■ **Data provided**:
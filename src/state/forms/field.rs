//! Form field value objects

use serde::{Deserialize, Serialize};
use std::fmt;

/// What the visitor is asking for
#[derive(Debug, Clone, Copy, PartialEq, Eq, Default, Serialize, Deserialize)]
#[serde(rename_all = "lowercase")]
pub enum RequestType {
    #[default]
    Consultation,
    Checklist,
}

impl RequestType {
    pub const ALL: [RequestType; 2] = [RequestType::Consultation, RequestType::Checklist];

    pub fn next(&self) -> Self {
        match self {
            Self::Consultation => Self::Checklist,
            Self::Checklist => Self::Consultation,
        }
    }

    pub fn as_str(&self) -> &'static str {
        match self {
            Self::Consultation => "consultation",
            Self::Checklist => "checklist",
        }
    }

    pub fn title(&self) -> &'static str {
        match self {
            Self::Consultation => "Book a free management diagnosis",
            Self::Checklist => "Just send me the materials",
        }
    }

    pub fn description(&self) -> &'static str {
        match self {
            Self::Consultation => {
                "A 30-minute AI report demo and review of your management figures. \
                 A representative follows up by email or phone with candidate dates."
            }
            Self::Checklist => {
                "The 18-page guide and Excel template by email right away. \
                 Book the diagnosis whenever you are ready."
            }
        }
    }

    pub fn badge(&self) -> &'static str {
        match self {
            Self::Consultation => "Dedicated scheduling",
            Self::Checklist => "PDF + Excel",
        }
    }

    /// Label for the submit button while this type is selected
    pub fn submit_label(&self) -> &'static str {
        match self {
            Self::Consultation => "Book free diagnosis",
            Self::Checklist => "Get the checklist",
        }
    }

    pub fn pending_title(&self) -> &'static str {
        match self {
            Self::Consultation => "Arranging candidate dates…",
            Self::Checklist => "Preparing your materials…",
        }
    }

    pub fn pending_description(&self) -> &'static str {
        match self {
            Self::Consultation => {
                "The advisory team is preparing date options and the hearing sheet."
            }
            Self::Checklist => "Generating the checklist and template download links.",
        }
    }

    /// Body of the success banner
    pub fn success_description(&self) -> &'static str {
        match self {
            Self::Consultation => {
                "A representative will email candidate dates for the free 30-minute \
                 diagnosis together with a pre-check sheet."
            }
            Self::Checklist => {
                "The checklist download link and bonus materials are on their way to your inbox."
            }
        }
    }
}

impl fmt::Display for RequestType {
    fn fmt(&self, f: &mut fmt::Formatter<'_>) -> fmt::Result {
        f.write_str(self.as_str())
    }
}

/// Every key of [`FormData`]
#[derive(Debug, Clone, Copy, PartialEq, Eq, Hash, PartialOrd, Ord)]
pub enum Field {
    Company,
    Name,
    Email,
    RequestType,
    Message,
    Consent,
}

impl Field {
    /// Keys covered by the field validators
    pub const VALIDATED: [Field; 4] = [Field::Company, Field::Name, Field::Email, Field::Consent];

    pub fn key(&self) -> &'static str {
        match self {
            Self::Company => "company",
            Self::Name => "name",
            Self::Email => "email",
            Self::RequestType => "requestType",
            Self::Message => "message",
            Self::Consent => "consent",
        }
    }

    pub fn label(&self) -> &'static str {
        match self {
            Self::Company => "Company",
            Self::Name => "Your name",
            Self::Email => "Email",
            Self::RequestType => "What would you like?",
            Self::Message => "Anything to share (optional)",
            Self::Consent => "I agree to the privacy policy",
        }
    }

    pub fn is_validated(&self) -> bool {
        Self::VALIDATED.contains(self)
    }

    pub fn is_text(&self) -> bool {
        matches!(
            self,
            Self::Company | Self::Name | Self::Email | Self::Message
        )
    }

    pub fn is_multiline(&self) -> bool {
        matches!(self, Self::Message)
    }
}

impl fmt::Display for Field {
    fn fmt(&self, f: &mut fmt::Formatter<'_>) -> fmt::Result {
        f.write_str(self.key())
    }
}

/// Type-safe field values
#[derive(Debug, Clone, PartialEq, Eq)]
pub enum FieldValue {
    Text(String),
    Request(RequestType),
    Flag(bool),
}

impl FieldValue {
    pub fn kind(&self) -> &'static str {
        match self {
            Self::Text(_) => "text",
            Self::Request(_) => "request type",
            Self::Flag(_) => "flag",
        }
    }
}

impl Default for FieldValue {
    fn default() -> Self {
        FieldValue::Text(String::new())
    }
}

impl From<&str> for FieldValue {
    fn from(value: &str) -> Self {
        FieldValue::Text(value.to_string())
    }
}

impl From<String> for FieldValue {
    fn from(value: String) -> Self {
        FieldValue::Text(value)
    }
}

impl From<RequestType> for FieldValue {
    fn from(value: RequestType) -> Self {
        FieldValue::Request(value)
    }
}

impl From<bool> for FieldValue {
    fn from(value: bool) -> Self {
        FieldValue::Flag(value)
    }
}

/// Raw values entered into the booking form
#[derive(Debug, Clone, PartialEq, Eq, Default)]
pub struct FormData {
    pub company: String,
    pub name: String,
    pub email: String,
    pub request_type: RequestType,
    pub message: String,
    pub consent: bool,
}

impl FormData {
    /// Get the text value (returns empty string for non-text fields)
    pub fn text(&self, field: Field) -> &str {
        match field {
            Field::Company => &self.company,
            Field::Name => &self.name,
            Field::Email => &self.email,
            Field::Message => &self.message,
            Field::RequestType | Field::Consent => "",
        }
    }

    /// Current value of a field
    pub fn value(&self, field: Field) -> FieldValue {
        match field {
            Field::RequestType => FieldValue::Request(self.request_type),
            Field::Consent => FieldValue::Flag(self.consent),
            text => FieldValue::Text(self.text(text).to_string()),
        }
    }
}

#[cfg(test)]
mod tests {
    use super::*;

    mod request_type {
        use super::*;

        #[test]
        fn test_default_is_consultation() {
            assert_eq!(RequestType::default(), RequestType::Consultation);
        }

        #[test]
        fn test_next_cycles() {
            assert_eq!(RequestType::Consultation.next(), RequestType::Checklist);
            assert_eq!(RequestType::Checklist.next(), RequestType::Consultation);
        }

        #[test]
        fn test_serializes_lowercase() {
            let json = serde_json::to_string(&RequestType::Checklist).unwrap();
            assert_eq!(json, "\"checklist\"");
        }
    }

    mod field {
        use super::*;

        #[test]
        fn test_validated_keys() {
            assert!(Field::Company.is_validated());
            assert!(Field::Consent.is_validated());
            assert!(!Field::RequestType.is_validated());
            assert!(!Field::Message.is_validated());
        }

        #[test]
        fn test_only_message_is_multiline() {
            assert!(Field::Message.is_multiline());
            assert!(!Field::Company.is_multiline());
        }

        #[test]
        fn test_key_names_match_payload() {
            assert_eq!(Field::RequestType.key(), "requestType");
            assert_eq!(Field::Email.to_string(), "email");
        }
    }

    mod form_data {
        use super::*;

        #[test]
        fn test_default_is_empty() {
            let data = FormData::default();
            assert_eq!(data.company, "");
            assert_eq!(data.request_type, RequestType::Consultation);
            assert!(!data.consent);
        }

        #[test]
        fn test_value_per_kind() {
            let data = FormData {
                email: "a@b.co".to_string(),
                consent: true,
                ..Default::default()
            };
            assert_eq!(data.value(Field::Email), FieldValue::Text("a@b.co".into()));
            assert_eq!(data.value(Field::Consent), FieldValue::Flag(true));
            assert_eq!(
                data.value(Field::RequestType),
                FieldValue::Request(RequestType::Consultation)
            );
        }
    }
}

■ **Task to complete**: The answer is the lines above between the line holding "pub fn description(&self)" and the line holding "A representative follows", inclusive, each written out exactly, and no others.

■ **Written response**:
    pub fn description(&self) -> &'static str {
        match self {
            Self::Consultation => {
                "A 30-minute AI report demo and review of your management figures. \
                 A representative follows up by email or phone with candidate dates."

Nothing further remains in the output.